*** INPUT

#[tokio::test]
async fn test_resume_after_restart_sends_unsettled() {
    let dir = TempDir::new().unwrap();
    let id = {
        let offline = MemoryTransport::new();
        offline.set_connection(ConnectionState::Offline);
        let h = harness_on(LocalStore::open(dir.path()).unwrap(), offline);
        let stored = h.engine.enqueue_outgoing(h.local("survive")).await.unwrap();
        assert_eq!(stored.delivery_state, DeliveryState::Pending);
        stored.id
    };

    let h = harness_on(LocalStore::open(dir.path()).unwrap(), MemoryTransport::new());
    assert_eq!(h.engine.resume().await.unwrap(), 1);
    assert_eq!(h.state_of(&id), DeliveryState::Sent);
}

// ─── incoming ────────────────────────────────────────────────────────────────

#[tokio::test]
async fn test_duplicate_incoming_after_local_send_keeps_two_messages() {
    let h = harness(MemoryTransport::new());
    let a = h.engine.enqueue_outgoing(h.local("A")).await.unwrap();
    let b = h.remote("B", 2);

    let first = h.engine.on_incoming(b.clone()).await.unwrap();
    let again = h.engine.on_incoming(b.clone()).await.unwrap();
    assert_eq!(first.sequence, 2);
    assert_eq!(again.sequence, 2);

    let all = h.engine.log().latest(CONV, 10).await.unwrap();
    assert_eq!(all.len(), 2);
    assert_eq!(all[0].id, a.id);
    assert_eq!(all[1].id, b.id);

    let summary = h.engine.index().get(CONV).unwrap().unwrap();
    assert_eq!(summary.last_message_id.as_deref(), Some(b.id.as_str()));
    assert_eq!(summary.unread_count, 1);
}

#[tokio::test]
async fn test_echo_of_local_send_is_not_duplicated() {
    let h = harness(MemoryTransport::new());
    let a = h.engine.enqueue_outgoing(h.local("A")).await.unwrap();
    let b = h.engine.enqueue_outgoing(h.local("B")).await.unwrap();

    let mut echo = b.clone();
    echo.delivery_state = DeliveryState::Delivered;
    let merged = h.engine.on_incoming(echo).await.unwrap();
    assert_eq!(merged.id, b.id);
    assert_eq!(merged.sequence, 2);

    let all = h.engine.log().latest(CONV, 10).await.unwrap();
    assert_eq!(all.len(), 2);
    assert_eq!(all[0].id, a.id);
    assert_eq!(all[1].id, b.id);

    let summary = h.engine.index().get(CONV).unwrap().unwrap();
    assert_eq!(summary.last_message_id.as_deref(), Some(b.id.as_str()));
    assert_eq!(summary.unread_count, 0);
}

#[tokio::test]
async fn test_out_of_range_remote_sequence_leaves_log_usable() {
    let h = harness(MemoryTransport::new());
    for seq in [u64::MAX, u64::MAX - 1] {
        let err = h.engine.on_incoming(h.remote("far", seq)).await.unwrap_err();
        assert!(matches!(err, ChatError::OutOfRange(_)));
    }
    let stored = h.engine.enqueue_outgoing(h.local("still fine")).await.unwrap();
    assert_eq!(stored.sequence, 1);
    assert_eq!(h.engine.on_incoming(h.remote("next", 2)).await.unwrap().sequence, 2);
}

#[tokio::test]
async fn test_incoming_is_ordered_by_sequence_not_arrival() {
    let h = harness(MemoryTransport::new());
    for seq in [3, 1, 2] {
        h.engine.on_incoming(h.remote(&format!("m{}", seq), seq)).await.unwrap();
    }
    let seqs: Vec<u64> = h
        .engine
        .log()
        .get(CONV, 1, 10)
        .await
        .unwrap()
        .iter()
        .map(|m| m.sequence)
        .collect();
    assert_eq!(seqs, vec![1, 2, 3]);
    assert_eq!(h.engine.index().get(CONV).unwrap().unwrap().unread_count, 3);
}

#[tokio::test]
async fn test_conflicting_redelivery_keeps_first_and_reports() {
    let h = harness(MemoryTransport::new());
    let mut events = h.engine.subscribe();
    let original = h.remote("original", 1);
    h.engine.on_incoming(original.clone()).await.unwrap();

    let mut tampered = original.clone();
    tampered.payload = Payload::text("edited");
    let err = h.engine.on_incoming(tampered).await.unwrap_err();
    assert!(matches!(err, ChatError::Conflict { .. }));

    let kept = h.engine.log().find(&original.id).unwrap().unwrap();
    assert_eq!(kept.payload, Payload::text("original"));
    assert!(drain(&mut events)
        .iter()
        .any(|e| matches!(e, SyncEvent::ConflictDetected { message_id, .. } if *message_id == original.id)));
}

******

## WORK INSTRUCTION:
Output every record in full, exactly as it was given.

## COMPLETED EXERCISE:
#[tokio::test]
async fn test_resume_after_restart_sends_unsettled() {
    let dir = TempDir::new().unwrap();
    let id = {
        let offline = MemoryTransport::new();
        offline.set_connection(ConnectionState::Offline);
        let h = harness_on(LocalStore::open(dir.path()).unwrap(), offline);
        let stored = h.engine.enqueue_outgoing(h.local("survive")).await.unwrap();
        assert_eq!(stored.delivery_state, DeliveryState::Pending);
        stored.id
    };

    let h = harness_on(LocalStore::open(dir.path()).unwrap(), MemoryTransport::new());
    assert_eq!(h.engine.resume().await.unwrap(), 1);
    assert_eq!(h.state_of(&id), DeliveryState::Sent);
}

// ─── incoming ────────────────────────────────────────────────────────────────

#[tokio::test]
async fn test_duplicate_incoming_after_local_send_keeps_two_messages() {
    let h = harness(MemoryTransport::new());
    let a = h.engine.enqueue_outgoing(h.local("A")).await.unwrap();
    let b = h.remote("B", 2);

    let first = h.engine.on_incoming(b.clone()).await.unwrap();
    let again = h.engine.on_incoming(b.clone()).await.unwrap();
    assert_eq!(first.sequence, 2);
    assert_eq!(again.sequence, 2);

    let all = h.engine.log().latest(CONV, 10).await.unwrap();
    assert_eq!(all.len(), 2);
    assert_eq!(all[0].id, a.id);
    assert_eq!(all[1].id, b.id);

    let summary = h.engine.index().get(CONV).unwrap().unwrap();
    assert_eq!(summary.last_message_id.as_deref(), Some(b.id.as_str()));
    assert_eq!(summary.unread_count, 1);
}

#[tokio::test]
async fn test_echo_of_local_send_is_not_duplicated() {
    let h = harness(MemoryTransport::new());
    let a = h.engine.enqueue_outgoing(h.local("A")).await.unwrap();
    let b = h.engine.enqueue_outgoing(h.local("B")).await.unwrap();

    let mut echo = b.clone();
    echo.delivery_state = DeliveryState::Delivered;
    let merged = h.engine.on_incoming(echo).await.unwrap();
    assert_eq!(merged.id, b.id);
    assert_eq!(merged.sequence, 2);

    let all = h.engine.log().latest(CONV, 10).await.unwrap();
    assert_eq!(all.len(), 2);
    assert_eq!(all[0].id, a.id);
    assert_eq!(all[1].id, b.id);

    let summary = h.engine.index().get(CONV).unwrap().unwrap();
    assert_eq!(summary.last_message_id.as_deref(), Some(b.id.as_str()));
    assert_eq!(summary.unread_count, 0);
}

#[tokio::test]
async fn test_out_of_range_remote_sequence_leaves_log_usable() {
    let h = harness(MemoryTransport::new());
    for seq in [u64::MAX, u64::MAX - 1] {
        let err = h.engine.on_incoming(h.remote("far", seq)).await.unwrap_err();
        assert!(matches!(err, ChatError::OutOfRange(_)));
    }
    let stored = h.engine.enqueue_outgoing(h.local("still fine")).await.unwrap();
    assert_eq!(stored.sequence, 1);
    assert_eq!(h.engine.on_incoming(h.remote("next", 2)).await.unwrap().sequence, 2);
}

#[tokio::test]
async fn test_incoming_is_ordered_by_sequence_not_arrival() {
    let h = harness(MemoryTransport::new());
    for seq in [3, 1, 2] {
        h.engine.on_incoming(h.remote(&format!("m{}", seq), seq)).await.unwrap();
    }
    let seqs: Vec<u64> = h
        .engine
        .log()
        .get(CONV, 1, 10)
        .await
        .unwrap()
        .iter()
        .map(|m| m.sequence)
        .collect();
    assert_eq!(seqs, vec![1, 2, 3]);
    assert_eq!(h.engine.index().get(CONV).unwrap().unwrap().unread_count, 3);
}

#[tokio::test]
async fn test_conflicting_redelivery_keeps_first_and_reports() {
    let h = harness(MemoryTransport::new());
    let mut events = h.engine.subscribe();
    let original = h.remote("original", 1);
    h.engine.on_incoming(original.clone()).await.unwrap();

    let mut tampered = original.clone();
    tampered.payload = Payload::text("edited");
    let err = h.engine.on_incoming(tampered).await.unwrap_err();
    assert!(matches!(err, ChatError::Conflict { .. }));

    let kept = h.engine.log().find(&original.id).unwrap().unwrap();
    assert_eq!(kept.payload, Payload::text("original"));
    assert!(drain(&mut events)
        .iter()
        .any(|e| matches!(e, SyncEvent::ConflictDetected { message_id, .. } if *message_id == original.id)));
}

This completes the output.